Wescott is a town in Shawano County, Wisconsin, United States. The population was 3,257 at the 2020 census.

==Geography==
According to the United States Census Bureau, the town has a total area of 30.3 square miles (78.6 km^{2}), of which 22.7 square miles (58.7 km^{2}) is land and 7.7 square miles (19.8 km^{2}) (25.26%) is water.

==Demographics==
At the 2000 census, there were 3,653 people, 1,581 households and 1,094 families residing in the town. The population density was 161.1 per square mile (62.2/km^{2}). There were 2,341 housing units at an average density of 103.3 per square mile (39.9/km^{2}). The racial makeup of the town was 93.95% White, 0.11% African American, 4.33% Native American, 0.16% Asian, 0.08% Pacific Islander, 0.19% from other races, and 1.18% from two or more races. Hispanic or Latino of any race were 0.88% of the population.

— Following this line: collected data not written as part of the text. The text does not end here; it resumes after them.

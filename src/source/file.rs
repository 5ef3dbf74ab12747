//! Sources stored as files in a single directory.

use std::collections::BTreeMap;
use std::fs;
use std::io;
use std::path::{Path, PathBuf};

use crate::config::SourcesConfig;
use crate::domain::{Domain, SourceVersion};
use crate::source::SourceAccessor;

/// One file per domain inside `directory`; the version is the file's mtime.
#[derive(Debug, Clone)]
pub struct FileSource {
    directory: PathBuf,
    entries: BTreeMap<Domain, String>,
}

impl FileSource {
    /// Create a source with the default entry names.
    pub fn new(directory: impl Into<PathBuf>) -> Self {
        let entries = Domain::ALL
            .into_iter()
            .map(|d| (d, d.default_entry().to_string()))
            .collect();
        Self {
            directory: directory.into(),
            entries,
        }
    }

    /// Build from the `[sources]` settings section.
    pub fn from_config(config: &SourcesConfig) -> Self {
        let mut source = Self::new(&config.directory);
        for (domain, entry) in &config.files {
            source = source.with_entry(*domain, entry.clone());
        }
        source
    }

    /// Override the entry name of one domain.
    pub fn with_entry(mut self, domain: Domain, entry: impl Into<String>) -> Self {
        self.entries.insert(domain, entry.into());
        self
    }

    pub fn directory(&self) -> &Path {
        &self.directory
    }

    /// Full path of a domain's file.
    pub fn path_for(&self, domain: Domain) -> PathBuf {
        let entry = self
            .entries
            .get(&domain)
            .map(String::as_str)
            .unwrap_or(domain.default_entry());
        self.directory.join(entry)
    }
}

impl SourceAccessor for FileSource {
    fn exists(&self, domain: Domain) -> bool {
        self.path_for(domain).is_file()
    }

    fn read(&self, domain: Domain) -> io::Result<Vec<u8>> {
        fs::read(self.path_for(domain))
    }

    fn version(&self, domain: Domain) -> io::Result<SourceVersion> {
        let modified = fs::metadata(self.path_for(domain))?.modified()?;
        Ok(SourceVersion::from_modified(modified))
    }

    fn watch_root(&self) -> Option<&Path> {
        Some(&self.directory)
    }

    fn domain_for_entry(&self, entry: &Path) -> Option<Domain> {
        let name = entry.file_name()?.to_str()?;
        self.entries
            .iter()
            .find(|(_, file)| file.as_str() == name)
            .map(|(domain, _)| *domain)
    }
}
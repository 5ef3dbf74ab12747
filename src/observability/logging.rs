//! Structured logging.
//!
//! # Design Decisions
//! - `RUST_LOG` wins over the configured level when set
//! - JSON format for production, pretty format for development

use tracing_subscriber::{layer::SubscriberExt, util::SubscriberInitExt, EnvFilter};

use crate::config::{LogFormat, ObservabilityConfig};

/// Install the global tracing subscriber.
pub fn init(config: &ObservabilityConfig) {
    let filter = EnvFilter::try_from_default_env()
        .unwrap_or_else(|_| default_filter(&config.log_level).into());

    let registry = tracing_subscriber::registry().with(filter);

    match config.log_format {
        LogFormat::Json => registry.with(tracing_subscriber::fmt::layer().json()).init(),
        LogFormat::Pretty => registry.with(tracing_subscriber::fmt::layer()).init(),
    }
}

fn default_filter(level: &str) -> String {
    format!("confwatch={level},tower_http={level}")
}
//! Raw source access.
//!
//! # Responsibilities
//! - Tell whether a domain's source exists
//! - Read its bytes and its version marker
//! - Expose the containing location so the push watcher can register on it
//!
//! # Design Decisions
//! - The engine only sees the `SourceAccessor` trait; files are one backend
//! - Access is synchronous; async callers go through `spawn_blocking`
//! - The version is read before the bytes, so a write racing the read is
//!   picked up by the next change event instead of being masked

pub mod file;
pub mod memory;

use std::io;
use std::path::Path;
use std::sync::Arc;
use std::time::Duration;

use crate::domain::{ConfigError, Domain, SourceVersion};

pub use file::FileSource;
pub use memory::MemorySource;

/// Backing store for the raw configuration sources.
pub trait SourceAccessor: Send + Sync + 'static {
    /// Whether the source for `domain` can currently be located.
    fn exists(&self, domain: Domain) -> bool;

    /// Raw bytes of the source.
    fn read(&self, domain: Domain) -> io::Result<Vec<u8>>;

    /// Current version marker of the source.
    fn version(&self, domain: Domain) -> io::Result<SourceVersion>;

    /// Location a native watcher should register on, if the backend has one.
    fn watch_root(&self) -> Option<&Path> {
        None
    }

    /// Map a changed entry reported by a native watcher back to a domain.
    fn domain_for_entry(&self, _entry: &Path) -> Option<Domain> {
        None
    }
}

/// Bytes of a source together with the version they were read at.
#[derive(Debug, Clone)]
pub struct RawSource {
    pub bytes: Vec<u8>,
    pub version: SourceVersion,
}

/// Fetch a domain's raw source, mapping I/O failures onto load errors.
pub fn fetch_raw(source: &dyn SourceAccessor, domain: Domain) -> Result<RawSource, ConfigError> {
    if !source.exists(domain) {
        return Err(ConfigError::SourceMissing(domain));
    }
    let version = source.version(domain).map_err(|e| io_error(domain, e))?;
    let bytes = source.read(domain).map_err(|e| io_error(domain, e))?;
    Ok(RawSource { bytes, version })
}

/// `fetch_raw` on the blocking pool, bounded by `timeout`.
pub async fn fetch_raw_blocking(
    source: Arc<dyn SourceAccessor>,
    domain: Domain,
    timeout: Duration,
) -> Result<RawSource, ConfigError> {
    let task = tokio::task::spawn_blocking(move || fetch_raw(source.as_ref(), domain));

    match tokio::time::timeout(timeout, task).await {
        Ok(Ok(result)) => result,
        Ok(Err(join_error)) => Err(ConfigError::SourceUnavailable {
            domain,
            reason: format!("source read task failed: {}", join_error),
        }),
        Err(_) => Err(ConfigError::SourceUnavailable {
            domain,
            reason: format!("source read timed out after {:?}", timeout),
        }),
    }
}

fn io_error(domain: Domain, error: io::Error) -> ConfigError {
    if error.kind() == io::ErrorKind::NotFound {
        ConfigError::SourceMissing(domain)
    } else {
        ConfigError::SourceUnavailable {
            domain,
            reason: error.to_string(),
        }
    }
}
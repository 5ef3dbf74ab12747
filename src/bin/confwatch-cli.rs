use clap::{Parser, Subcommand};
use reqwest::header::{HeaderMap, HeaderValue, AUTHORIZATION};
use serde_json::Value;

#[derive(Parser)]
#[command(name = "confwatch-cli")]
#[command(about = "Management CLI for the confwatch admin API", long_about = None)]
struct Cli {
    #[arg(short, long, default_value = "http://localhost:8081")]
    url: String,

    #[arg(short, long, default_value = "admin-secret-key")]
    key: String,

    #[command(subcommand)]
    command: Commands,
}

#[derive(Subcommand)]
enum Commands {
    /// Readiness, watch strategy and per-domain versions
    Status,
    /// Every domain's current document
    Current,
    /// One domain's snapshot (app, business, ui, features)
    Get { domain: String },
    /// Force a reload of every domain
    Reload,
    /// Whether a feature flag is enabled
    Feature { key: String },
}

#[tokio::main]
async fn main() -> Result<(), Box<dyn std::error::Error>> {
    let cli = Cli::parse();
    let client = reqwest::Client::new();

    let mut headers = HeaderMap::new();
    headers.insert(
        AUTHORIZATION,
        HeaderValue::from_str(&format!("Bearer {}", cli.key))?,
    );

    let base = cli.url.trim_end_matches('/');
    let request = match &cli.command {
        Commands::Status => client.get(format!("{}/api/config/status", base)),
        Commands::Current => client.get(format!("{}/api/config/current", base)),
        Commands::Get { domain } => client.get(format!("{}/api/config/{}", base, domain)),
        Commands::Reload => client.post(format!("{}/api/config/reload", base)),
        Commands::Feature { key } => client.get(format!("{}/api/config/feature/{}", base, key)),
    };

    let res = request.headers(headers).send().await?;
    print_response(res).await
}

async fn print_response(res: reqwest::Response) -> Result<(), Box<dyn std::error::Error>> {
    let status = res.status();
    if !status.is_success() {
        eprintln!("Error: Admin API returned status {}", status);
        if let Ok(text) = res.text().await {
            eprintln!("Response: {}", text);
        }
        std::process::exit(1);
    }

    let json: Value = res.json().await?;
    println!("{}", serde_json::to_string_pretty(&json)?);
    Ok(())
}
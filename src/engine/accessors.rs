//! Typed read helpers over the current snapshots.

use crate::domain::models::{AppConfig, BusinessProfile, DomainModel, FeatureFlags, UiConfig};
use crate::domain::{ConfigError, FeatureKey};
use crate::engine::ConfigEngine;

impl ConfigEngine {
    /// Read the typed view of a model's domain, or the model's defaults when
    /// the domain has no snapshot.
    fn with_model<T: DomainModel, R>(&self, read: impl FnOnce(&T) -> R) -> R {
        let snapshot = self.store.try_read(T::DOMAIN);
        match snapshot.as_deref().and_then(|s| T::view(s.document.model())) {
            Some(model) => read(model),
            None => read(&T::default()),
        }
    }

    /// Look up a flag by name. Unknown names are an error, not `false`.
    pub fn is_feature_enabled(&self, name: &str) -> Result<bool, ConfigError> {
        let key: FeatureKey = name.parse()?;
        Ok(self.feature_enabled(key))
    }

    pub fn feature_enabled(&self, key: FeatureKey) -> bool {
        self.with_model(|flags: &FeatureFlags| flags.is_enabled(key))
    }

    pub fn company_display_name(&self) -> String {
        self.with_model(|profile: &BusinessProfile| profile.company_display_name().to_string())
    }

    pub fn primary_color(&self) -> String {
        self.with_model(|ui: &UiConfig| ui.primary_color().to_string())
    }

    pub fn current_theme(&self) -> String {
        self.with_model(|ui: &UiConfig| ui.current_theme().to_string())
    }

    pub fn is_development_environment(&self) -> bool {
        self.with_model(|app: &AppConfig| app.is_development())
    }
}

There were 1,581 households, of which 24.6% had children under the age of 18 living with them, 59.1% were married couples living together, 6.5% had a female householder with no husband present, and 30.8% were non-families. 24.3% of all households were made up of individuals, and 11.2% had someone living alone who was 65 years of age or older. The average household size was 2.31 and the average family size was 2.73.

20.5% of the population were under the age of 18, 5.7% from 18 to 24, 26.1% from 25 to 44, 28.2% from 45 to 64, and 19.4% who were 65 years of age or older. The median age was 44 years. For every 100 females, there were 101.9 males. For every 100 females age 18 and over, there were 98.6 males.

The median household income was $40,060, and the median family income was $42,148. Males had a median income of $36,189 versus $22,357 for females. The per capita income for the town was $20,760. About 2.8% of families and 3.5% of the population were below the poverty line, including 1.9% of those under age 18 and 5.4% of those age 65 or over.